In theory, the HIG was intended to serve as the Obama Administration’s clean break from the Bush-era torture program and the now-defunct CIA black sites. The interagency group was to be led by a designee from the FBI and include the best interrogation minds from across Washington’s military and intelligence arms.
It’s sole purpose: to develop research and interrogate only the most high-value terror suspects -- it would only be dispatched when the executive branch determined it was necessary. The number of times the group has actually been sent out remains a mystery, but it was reportedly sent to question Boston bomber Dzokhar Tsarnaev and Umm Sayyaf, the captured wife of a killed ISIS commander, among others.

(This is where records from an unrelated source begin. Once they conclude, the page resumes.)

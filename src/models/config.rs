use std::path::PathBuf;

use serde::{Deserialize, Serialize};

use crate::error::ConfigError;

pub const DEFAULT_GENERATION_URL: &str = "http://localhost:11434";
pub const DEFAULT_GENERATION_MODEL: &str = "llama2";
pub const DEFAULT_EMBEDDING_MODEL: &str = "sentence-transformers/all-MiniLM-L6-v2";
pub const DEFAULT_DOCUMENTS_PATH: &str = "data/documents";
pub const DEFAULT_INDEX_PATH: &str = "data/vector_store";
pub const DEFAULT_WEB_BIND: &str = "127.0.0.1:8501";

#[derive(Debug, Clone, Serialize, Deserialize, Default)]
pub struct Config {
    #[serde(default)]
    pub generation: GenerationConfig,

    #[serde(default)]
    pub embedding: EmbeddingConfig,

    #[serde(default)]
    pub indexing: IndexingConfig,

    #[serde(default)]
    pub retrieval: RetrievalConfig,

    #[serde(default)]
    pub web: WebConfig,
}

impl Config {
    pub fn config_path() -> Option<PathBuf> {
        dirs::config_dir().map(|p| p.join("rag-one").join("config.toml"))
    }

    pub fn models_dir() -> Option<PathBuf> {
        dirs::data_dir().map(|p| p.join("rag-one").join("models"))
    }

    /// Load configuration: defaults, config file, `.env`, then process environment.
    pub fn load() -> Result<Self, ConfigError> {
        let mut config = match Self::config_path() {
            Some(path) if path.exists() => Self::from_toml(&std::fs::read_to_string(&path)?)?,
            _ => Self::default(),
        };

        let _ = dotenvy::dotenv();
        config.apply_env(|key| std::env::var(key).ok())?;
        config.validate()?;
        Ok(config)
    }

    pub fn from_toml(content: &str) -> Result<Self, ConfigError> {
        Ok(toml::from_str(content)?)
    }

    /// Overlay environment-style settings. `lookup` returns the raw value for a key.
    pub fn apply_env<F>(&mut self, lookup: F) -> Result<(), ConfigError>
    where
        F: Fn(&str) -> Option<String>,
    {
        let get = |key: &str| lookup(key).filter(|v| !v.trim().is_empty());

        if let Some(v) = get("OLLAMA_BASE_URL") {
            self.generation.url = v;
        }
        if let Some(v) = get("OLLAMA_MODEL") {
            self.generation.model = v;
        }
        if let Some(v) = get("GENERATION_TIMEOUT_SECS") {
            self.generation.timeout_secs = parse_value("GENERATION_TIMEOUT_SECS", &v)?;
        }
        if let Some(v) = get("EMBEDDING_BACKEND") {
            self.embedding.backend = parse_value("EMBEDDING_BACKEND", &v)?;
        }
        if let Some(v) = get("EMBEDDING_MODEL") {
            self.embedding.model_id = v;
        }
        if let Some(v) = get("EMBEDDING_MODEL_PATH") {
            self.embedding.model_path = Some(PathBuf::from(v));
        }
        if let Some(v) = get("EMBEDDING_URL") {
            self.embedding.url = Some(v);
        }
        if let Some(v) = get("DOCUMENTS_PATH") {
            self.indexing.documents_path = PathBuf::from(v);
        }
        if let Some(v) = get("VECTOR_STORE_PATH") {
            self.indexing.index_path = PathBuf::from(v);
        }
        if let Some(v) = get("CHUNK_SIZE") {
            self.indexing.chunk_size = parse_value("CHUNK_SIZE", &v)?;
        }
        if let Some(v) = get("CHUNK_OVERLAP") {
            self.indexing.chunk_overlap = parse_value("CHUNK_OVERLAP", &v)?;
        }
        if let Some(v) = get("TOP_K") {
            self.retrieval.top_k = parse_value("TOP_K", &v)?;
        }
        if let Some(v) = get("MIN_SCORE") {
            self.retrieval.min_score = Some(parse_value("MIN_SCORE", &v)?);
        }
        if let Some(v) = get("WEB_BIND") {
            self.web.bind = v;
        }

        Ok(())
    }

    /// Override the generation endpoint and model, as the CLI flags do.
    pub fn with_generation_overrides(mut self, model: Option<String>, url: Option<String>) -> Self {
        if let Some(model) = model {
            self.generation.model = model;
        }
        if let Some(url) = url {
            self.generation.url = url;
        }
        self
    }

    pub fn validate(&self) -> Result<(), ConfigError> {
        if !self.generation.url.starts_with("http://") && !self.generation.url.starts_with("https://")
        {
            return Err(ConfigError::ValidationError(format!(
                "generation URL must start with http:// or https://: {}",
                self.generation.url
            )));
        }
        if self.generation.model.trim().is_empty() {
            return Err(ConfigError::ValidationError(
                "generation model must not be empty".to_string(),
            ));
        }
        if self.generation.timeout_secs == 0 {
            return Err(ConfigError::ValidationError(
                "generation timeout must be at least 1 second".to_string(),
            ));
        }
        if self.indexing.chunk_size == 0 {
            return Err(ConfigError::ValidationError(
                "chunk size must be at least 1".to_string(),
            ));
        }
        if self.indexing.chunk_overlap >= self.indexing.chunk_size {
            return Err(ConfigError::ValidationError(format!(
                "chunk overlap ({}) must be smaller than chunk size ({})",
                self.indexing.chunk_overlap, self.indexing.chunk_size
            )));
        }
        if self.retrieval.top_k == 0 {
            return Err(ConfigError::ValidationError(
                "top-k must be at least 1".to_string(),
            ));
        }
        if let Some(score) = self.retrieval.min_score
            && !(0.0..=1.0).contains(&score)
        {
            return Err(ConfigError::ValidationError(
                "min score must be between 0.0 and 1.0".to_string(),
            ));
        }
        if self.embedding.batch_size == 0 {
            return Err(ConfigError::ValidationError(
                "embedding batch size must be at least 1".to_string(),
            ));
        }
        Ok(())
    }

    /// Base URL for the Ollama embedding backend.
    pub fn embedding_url(&self) -> &str {
        self.embedding.url.as_deref().unwrap_or(&self.generation.url)
    }

    /// Directory holding the ONNX model files.
    pub fn embedding_model_dir(&self) -> Option<PathBuf> {
        self.embedding.model_path.clone().or_else(|| {
            Self::models_dir().map(|dir| dir.join(model_dir_name(&self.embedding.model_id)))
        })
    }
}

fn parse_value<T>(key: &str, value: &str) -> Result<T, ConfigError>
where
    T: std::str::FromStr,
    T::Err: std::fmt::Display,
{
    value
        .trim()
        .parse::<T>()
        .map_err(|e| ConfigError::InvalidValue {
            key: key.to_string(),
            value: value.to_string(),
            reason: e.to_string(),
        })
}

pub fn model_dir_name(model_id: &str) -> String {
    model_id.replace('/', "--")
}

#[derive(Debug, Clone, Serialize, Deserialize)]
pub struct GenerationConfig {
    #[serde(default = "default_generation_url")]
    pub url: String,

    #[serde(default = "default_generation_model")]
    pub model: String,

    #[serde(default = "default_timeout")]
    pub timeout_secs: u64,
}

fn default_generation_url() -> String {
    DEFAULT_GENERATION_URL.to_string()
}

fn default_generation_model() -> String {
    DEFAULT_GENERATION_MODEL.to_string()
}

fn default_timeout() -> u64 {
    120
}

impl Default for GenerationConfig {
    fn default() -> Self {
        Self {
            url: default_generation_url(),
            model: default_generation_model(),
            timeout_secs: default_timeout(),
        }
    }
}

/// Which embedding implementation turns text into vectors.
#[derive(Debug, Clone, Copy, Default, PartialEq, Eq, Serialize, Deserialize)]
#[serde(rename_all = "lowercase")]
pub enum EmbeddingBackend {
    /// Local sentence-transformer through ONNX Runtime
    #[default]
    Onnx,
    /// Ollama `/api/embed` endpoint
    Ollama,
}

impl std::str::FromStr for EmbeddingBackend {
    type Err = String;

    fn from_str(s: &str) -> Result<Self, Self::Err> {
        match s.to_lowercase().as_str() {
            "onnx" => Ok(EmbeddingBackend::Onnx),
            "ollama" => Ok(EmbeddingBackend::Ollama),
            _ => Err(format!("unknown embedding backend: {}", s)),
        }
    }
}

impl std::fmt::Display for EmbeddingBackend {
    fn fmt(&self, f: &mut std::fmt::Formatter<'_>) -> std::fmt::Result {
        match self {
            EmbeddingBackend::Onnx => write!(f, "onnx"),
            EmbeddingBackend::Ollama => write!(f, "ollama"),
        }
    }
}

#[derive(Debug, Clone, Serialize, Deserialize)]
pub struct EmbeddingConfig {
    #[serde(default)]
    pub backend: EmbeddingBackend,

    #[serde(default = "default_embedding_model")]
    pub model_id: String,

    #[serde(default, skip_serializing_if = "Option::is_none")]
    pub model_path: Option<PathBuf>,

    #[serde(default, skip_serializing_if = "Option::is_none")]
    pub url: Option<String>,

    #[serde(default = "default_batch_size")]
    pub batch_size: u32,

    #[serde(default = "default_max_tokens")]
    pub max_tokens: u32,
}

fn default_embedding_model() -> String {
    DEFAULT_EMBEDDING_MODEL.to_string()
}

fn default_batch_size() -> u32 {
    16
}

fn default_max_tokens() -> u32 {
    256
}

impl Default for EmbeddingConfig {
    fn default() -> Self {
        Self {
            backend: EmbeddingBackend::default(),
            model_id: default_embedding_model(),
            model_path: None,
            url: None,
            batch_size: default_batch_size(),
            max_tokens: default_max_tokens(),
        }
    }
}

#[derive(Debug, Clone, Serialize, Deserialize)]
pub struct IndexingConfig {
    #[serde(default = "default_documents_path")]
    pub documents_path: PathBuf,

    #[serde(default = "default_index_path")]
    pub index_path: PathBuf,

    #[serde(default = "default_chunk_size")]
    pub chunk_size: u32,

    #[serde(default = "default_chunk_overlap")]
    pub chunk_overlap: u32,

    #[serde(default = "default_max_file_size")]
    pub max_file_size: u64,

    #[serde(default = "default_exclude_patterns")]
    pub exclude_patterns: Vec<String>,
}

fn default_documents_path() -> PathBuf {
    PathBuf::from(DEFAULT_DOCUMENTS_PATH)
}

fn default_index_path() -> PathBuf {
    PathBuf::from(DEFAULT_INDEX_PATH)
}

fn default_chunk_size() -> u32 {
    1000
}

fn default_chunk_overlap() -> u32 {
    200
}

fn default_max_file_size() -> u64 {
    50 * 1024 * 1024
}

fn default_exclude_patterns() -> Vec<String> {
    vec!["**/.git/**".to_string(), "**/~$*".to_string()]
}

impl Default for IndexingConfig {
    fn default() -> Self {
        Self {
            documents_path: default_documents_path(),
            index_path: default_index_path(),
            chunk_size: default_chunk_size(),
            chunk_overlap: default_chunk_overlap(),
            max_file_size: default_max_file_size(),
            exclude_patterns: default_exclude_patterns(),
        }
    }
}

#[derive(Debug, Clone, Serialize, Deserialize)]
pub struct RetrievalConfig {
    #[serde(default = "default_top_k")]
    pub top_k: u32,

    #[serde(default)]
    pub min_score: Option<f32>,
}

fn default_top_k() -> u32 {
    3
}

impl Default for RetrievalConfig {
    fn default() -> Self {
        Self {
            top_k: default_top_k(),
            min_score: None,
        }
    }
}

#[derive(Debug, Clone, Serialize, Deserialize)]
pub struct WebConfig {
    #[serde(default = "default_web_bind")]
    pub bind: String,
}

fn default_web_bind() -> String {
    DEFAULT_WEB_BIND.to_string()
}

impl Default for WebConfig {
    fn default() -> Self {
        Self {
            bind: default_web_bind(),
        }
    }
}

The HIG’s relationship with the Army Field Manual is a complicated one. Appendix M’s listed interrogation techniques represent the outermost legal limits of the HIG’s potential interrogation strategies. But the techniques the group employs divert sharply from the controversial techniques in the manual. Where Appendix M still allows for coercive interrogation techniques such as humiliation, sleep deprivation and solitary confinement, the HIG is said to rely on non-coercive, rapport-based interviewing.
The years since its establishment, though, have seen the HIG left out in the cold in Washington's halls of power. Its congressional overseers don’t think they’re any good, its White House bosses aren’t engaged, and sources familiar with the group question whether HIG members really are the interrogation A-team that Obama envisioned. And, as D.C. prepares for a new White House resident in 2017, the group’s future is uncertain -- its existence hinges solely on an executive order, which can be easily discarded by 1600 Pennsylvania Avenue’s next resident.
There may be a glimmer of hope yet. The HIG is hosting a workshop on interrogation techniques this week — specifically the technique of “separation” as detailed in the Army Field Manual, which can involve solitary confinement and the use of blindfolds and goggles to disorient prisoners. Military personnel are expected to attend the HIG workshop.
“The HIG is hosting a workshop, which will include participants from academia, [non-governmental organizations], interrogation practitioners, and research professionals, to discuss the efficacy of the Separation technique as defined within Appendix M of the [Army Field Manual],” Campbell said, declining to discuss the workshop’s timing.
With its future uncertain, the HIG’s general absence from the Field Manual discussions could be an indicator of what the next two years has in store. Its exclusion from its own interrogation game -- and its failure to more firmly elbow its own way to the table -- isn’t inspiring confidence for the group’s defenders.
“It is a huge sign of how inept they are,” the first person said. “They just don’t know how to play the Washington game.”